Beginning with the first line, transcribe the entries below exactly through the line containing "pub struct ContextConfig", inclusive.

● ● ●

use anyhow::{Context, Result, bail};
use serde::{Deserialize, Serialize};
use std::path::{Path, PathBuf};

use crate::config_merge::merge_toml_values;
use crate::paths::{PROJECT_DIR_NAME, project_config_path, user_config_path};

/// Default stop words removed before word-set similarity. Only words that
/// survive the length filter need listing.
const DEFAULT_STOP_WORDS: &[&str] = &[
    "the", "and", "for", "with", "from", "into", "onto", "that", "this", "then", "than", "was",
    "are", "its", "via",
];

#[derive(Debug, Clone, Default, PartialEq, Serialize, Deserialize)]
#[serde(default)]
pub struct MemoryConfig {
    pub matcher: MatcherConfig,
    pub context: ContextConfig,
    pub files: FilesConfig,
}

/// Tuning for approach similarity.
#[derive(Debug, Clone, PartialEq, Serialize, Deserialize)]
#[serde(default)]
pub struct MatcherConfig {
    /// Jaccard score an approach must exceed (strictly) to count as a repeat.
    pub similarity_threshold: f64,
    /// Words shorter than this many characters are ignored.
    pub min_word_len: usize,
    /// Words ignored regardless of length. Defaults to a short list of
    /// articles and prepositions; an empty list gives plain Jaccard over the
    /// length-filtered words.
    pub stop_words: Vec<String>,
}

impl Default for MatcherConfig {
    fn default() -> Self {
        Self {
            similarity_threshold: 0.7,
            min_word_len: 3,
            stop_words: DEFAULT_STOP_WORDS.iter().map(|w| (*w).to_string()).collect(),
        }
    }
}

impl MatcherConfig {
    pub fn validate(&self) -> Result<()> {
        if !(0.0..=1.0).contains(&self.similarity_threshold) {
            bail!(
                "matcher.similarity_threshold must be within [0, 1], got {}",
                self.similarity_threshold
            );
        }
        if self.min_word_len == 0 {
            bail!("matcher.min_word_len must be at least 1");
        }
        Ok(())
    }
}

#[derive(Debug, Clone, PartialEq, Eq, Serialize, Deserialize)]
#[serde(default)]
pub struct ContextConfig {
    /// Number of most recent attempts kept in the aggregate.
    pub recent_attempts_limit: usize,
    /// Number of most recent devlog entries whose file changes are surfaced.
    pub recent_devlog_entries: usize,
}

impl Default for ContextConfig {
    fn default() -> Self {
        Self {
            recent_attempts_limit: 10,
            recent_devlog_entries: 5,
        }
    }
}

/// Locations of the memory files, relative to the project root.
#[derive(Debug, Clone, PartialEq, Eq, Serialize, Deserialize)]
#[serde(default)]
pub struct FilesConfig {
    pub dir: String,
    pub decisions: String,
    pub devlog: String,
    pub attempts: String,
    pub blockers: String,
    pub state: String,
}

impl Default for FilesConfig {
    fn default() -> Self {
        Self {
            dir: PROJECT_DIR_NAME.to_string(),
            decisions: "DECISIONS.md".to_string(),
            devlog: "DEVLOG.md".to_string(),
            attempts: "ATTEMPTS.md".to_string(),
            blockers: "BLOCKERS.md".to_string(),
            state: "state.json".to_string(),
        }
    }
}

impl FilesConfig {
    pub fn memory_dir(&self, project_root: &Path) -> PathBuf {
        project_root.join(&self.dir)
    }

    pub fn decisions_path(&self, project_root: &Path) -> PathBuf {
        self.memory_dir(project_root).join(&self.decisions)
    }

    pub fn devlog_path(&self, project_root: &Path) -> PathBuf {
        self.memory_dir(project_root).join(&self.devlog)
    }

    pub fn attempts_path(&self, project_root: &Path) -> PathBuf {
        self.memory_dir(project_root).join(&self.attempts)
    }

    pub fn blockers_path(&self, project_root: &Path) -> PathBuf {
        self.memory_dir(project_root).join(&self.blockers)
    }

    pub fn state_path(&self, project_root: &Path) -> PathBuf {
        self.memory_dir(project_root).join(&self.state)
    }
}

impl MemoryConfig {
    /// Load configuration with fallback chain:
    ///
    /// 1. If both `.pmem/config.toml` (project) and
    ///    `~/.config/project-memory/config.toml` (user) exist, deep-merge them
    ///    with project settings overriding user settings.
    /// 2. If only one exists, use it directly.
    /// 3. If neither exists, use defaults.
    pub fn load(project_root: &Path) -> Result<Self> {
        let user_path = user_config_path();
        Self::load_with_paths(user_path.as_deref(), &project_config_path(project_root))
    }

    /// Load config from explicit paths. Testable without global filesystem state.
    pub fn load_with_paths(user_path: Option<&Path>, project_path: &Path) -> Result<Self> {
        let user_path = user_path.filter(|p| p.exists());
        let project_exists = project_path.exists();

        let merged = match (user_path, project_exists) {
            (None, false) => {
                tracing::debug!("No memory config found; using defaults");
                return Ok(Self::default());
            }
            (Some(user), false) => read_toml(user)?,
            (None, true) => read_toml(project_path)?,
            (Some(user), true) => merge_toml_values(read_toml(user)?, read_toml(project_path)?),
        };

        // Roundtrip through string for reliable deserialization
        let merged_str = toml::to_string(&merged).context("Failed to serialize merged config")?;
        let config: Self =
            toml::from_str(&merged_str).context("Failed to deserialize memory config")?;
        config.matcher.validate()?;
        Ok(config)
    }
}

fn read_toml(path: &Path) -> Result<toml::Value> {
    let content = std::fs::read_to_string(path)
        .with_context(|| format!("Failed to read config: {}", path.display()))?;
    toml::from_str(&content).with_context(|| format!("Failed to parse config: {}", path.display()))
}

● ● ●

--- RESPONSE ---
use anyhow::{Context, Result, bail};
use serde::{Deserialize, Serialize};
use std::path::{Path, PathBuf};

use crate::config_merge::merge_toml_values;
use crate::paths::{PROJECT_DIR_NAME, project_config_path, user_config_path};

/// Default stop words removed before word-set similarity. Only words that
/// survive the length filter need listing.
const DEFAULT_STOP_WORDS: &[&str] = &[
    "the", "and", "for", "with", "from", "into", "onto", "that", "this", "then", "than", "was",
    "are", "its", "via",
];

#[derive(Debug, Clone, Default, PartialEq, Serialize, Deserialize)]
#[serde(default)]
pub struct MemoryConfig {
    pub matcher: MatcherConfig,
    pub context: ContextConfig,
    pub files: FilesConfig,
}

/// Tuning for approach similarity.
#[derive(Debug, Clone, PartialEq, Serialize, Deserialize)]
#[serde(default)]
pub struct MatcherConfig {
    /// Jaccard score an approach must exceed (strictly) to count as a repeat.
    pub similarity_threshold: f64,
    /// Words shorter than this many characters are ignored.
    pub min_word_len: usize,
    /// Words ignored regardless of length. Defaults to a short list of
    /// articles and prepositions; an empty list gives plain Jaccard over the
    /// length-filtered words.
    pub stop_words: Vec<String>,
}

impl Default for MatcherConfig {
    fn default() -> Self {
        Self {
            similarity_threshold: 0.7,
            min_word_len: 3,
            stop_words: DEFAULT_STOP_WORDS.iter().map(|w| (*w).to_string()).collect(),
        }
    }
}

impl MatcherConfig {
    pub fn validate(&self) -> Result<()> {
        if !(0.0..=1.0).contains(&self.similarity_threshold) {
            bail!(
                "matcher.similarity_threshold must be within [0, 1], got {}",
                self.similarity_threshold
            );
        }
        if self.min_word_len == 0 {
            bail!("matcher.min_word_len must be at least 1");
        }
        Ok(())
    }
}

#[derive(Debug, Clone, PartialEq, Eq, Serialize, Deserialize)]
#[serde(default)]
pub struct ContextConfig {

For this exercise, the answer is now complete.